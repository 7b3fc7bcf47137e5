//! Timetable entries and the slot conflict rule.
//!
//! The pre-check in this service turns an occupied slot into a 409 before
//! anything is written. The store write is still the authority: a racing
//! insert that wins the slot makes the loser's write fail with the same
//! conflict.

use anyhow::anyhow;
use axum::http::StatusCode;
use chrono::Utc;
use schoolhub_core::AppError;
use schoolhub_db::{Duplicate, StoreError, TenantStore};
use schoolhub_models::timetable::ensure_ordered;
use schoolhub_models::{ClassId, TimetableEntryId};
use tracing::{info, instrument, warn};

use super::model::{CreateTimetableEntryDto, TimetableEntry, UpdateTimetableEntryDto, Weekday};
use crate::metrics::track_timetable_conflict;
use crate::modules::classes::service::ClassService;
use crate::modules::teachers::service::TeacherService;

pub struct TimetableService;

fn slot_taken() -> AppError {
    track_timetable_conflict();
    StoreError::Conflict(Duplicate::TimetableSlot).into()
}

/// Counts conflicts the store reported on write, so lost races show up too.
fn on_write_error(err: StoreError) -> AppError {
    if err.is_conflict(Duplicate::TimetableSlot) {
        warn!("Timetable slot taken by a concurrent write");
        return slot_taken();
    }
    err.into()
}

impl TimetableService {
    async fn ensure_slot_free(
        tenant: &TenantStore,
        class_id: ClassId,
        day: Weekday,
        period: i32,
        excluding: Option<TimetableEntryId>,
    ) -> Result<(), AppError> {
        let occupant = tenant
            .find_slot_occupant(class_id, day, period, excluding)
            .await?;
        if let Some(occupant) = occupant {
            warn!(
                class.id = %class_id,
                ?day,
                period,
                occupant.id = %occupant.id,
                "Timetable slot already occupied"
            );
            return Err(slot_taken());
        }
        Ok(())
    }

    /// Entries of the school, optionally of one class, by day then period.
    #[instrument(skip(tenant), fields(school.id = %tenant.school_id()))]
    pub async fn list_entries(
        tenant: &TenantStore,
        class_id: Option<ClassId>,
    ) -> Result<Vec<TimetableEntry>, AppError> {
        let mut entries = tenant.list_entries(class_id).await?;
        entries.sort_by_key(|e| (e.day, e.period));
        Ok(entries)
    }

    #[instrument(skip(tenant), fields(school.id = %tenant.school_id()))]
    pub async fn get_entry(
        tenant: &TenantStore,
        id: TimetableEntryId,
    ) -> Result<TimetableEntry, AppError> {
        tenant
            .find_entry(id)
            .await?
            .ok_or_else(|| AppError::not_found(anyhow!("Timetable entry not found")))
    }

    #[instrument(skip(tenant, dto), fields(school.id = %tenant.school_id(), class.id = %dto.class_id))]
    pub async fn create_entry(
        tenant: &TenantStore,
        dto: CreateTimetableEntryDto,
    ) -> Result<TimetableEntry, AppError> {
        ClassService::get_class(tenant, dto.class_id).await?;
        if let Some(teacher_id) = dto.teacher_id {
            TeacherService::ensure_assignable(tenant, teacher_id).await?;
        }
        Self::ensure_slot_free(tenant, dto.class_id, dto.day, dto.period, None).await?;

        let now = Utc::now();
        let entry = TimetableEntry {
            id: TimetableEntryId::new(),
            school_id: tenant.school_id().clone(),
            class_id: dto.class_id,
            day: dto.day,
            period: dto.period,
            subject: dto.subject,
            teacher_id: dto.teacher_id,
            start_time: dto.start_time,
            end_time: dto.end_time,
            room: dto.room,
            created_at: now,
            updated_at: now,
        };
        let entry = tenant.insert_entry(entry).await.map_err(on_write_error)?;

        info!(entry.id = %entry.id, "Timetable entry created");
        Ok(entry)
    }

    /// Applies a partial update. The slot is only re-checked when the day
    /// or period actually changes.
    #[instrument(skip(tenant, dto), fields(school.id = %tenant.school_id()))]
    pub async fn update_entry(
        tenant: &TenantStore,
        id: TimetableEntryId,
        dto: UpdateTimetableEntryDto,
    ) -> Result<TimetableEntry, AppError> {
        let mut entry = Self::get_entry(tenant, id).await?;

        if let Some(teacher_id) = dto.teacher_id {
            TeacherService::ensure_assignable(tenant, teacher_id).await?;
        }
        if dto.moves_slot(&entry) {
            let day = dto.day.unwrap_or(entry.day);
            let period = dto.period.unwrap_or(entry.period);
            Self::ensure_slot_free(tenant, entry.class_id, day, period, Some(id)).await?;
        }

        dto.apply(&mut entry);
        ensure_ordered(entry.start_time, entry.end_time).map_err(|e| {
            let message = e
                .message
                .map(|m| m.to_string())
                .unwrap_or_else(|| "endTime must be after startTime".to_string());
            AppError::new(StatusCode::UNPROCESSABLE_ENTITY, anyhow!(message))
        })?;
        entry.updated_at = Utc::now();

        tenant.update_entry(&entry).await.map_err(on_write_error)?;

        info!(entry.id = %id, "Timetable entry updated");
        Ok(entry)
    }

    #[instrument(skip(tenant), fields(school.id = %tenant.school_id()))]
    pub async fn delete_entry(tenant: &TenantStore, id: TimetableEntryId) -> Result<(), AppError> {
        Self::get_entry(tenant, id).await?;
        tenant.delete_entry(id).await?;
        info!(entry.id = %id, "Timetable entry deleted");
        Ok(())
    }
}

----

What to do: Which lines in the entries above contain "warn"? Pull each of them out.

Solution to the problem:
use tracing::{info, instrument, warn};
        warn!("Timetable slot taken by a concurrent write");
            warn!(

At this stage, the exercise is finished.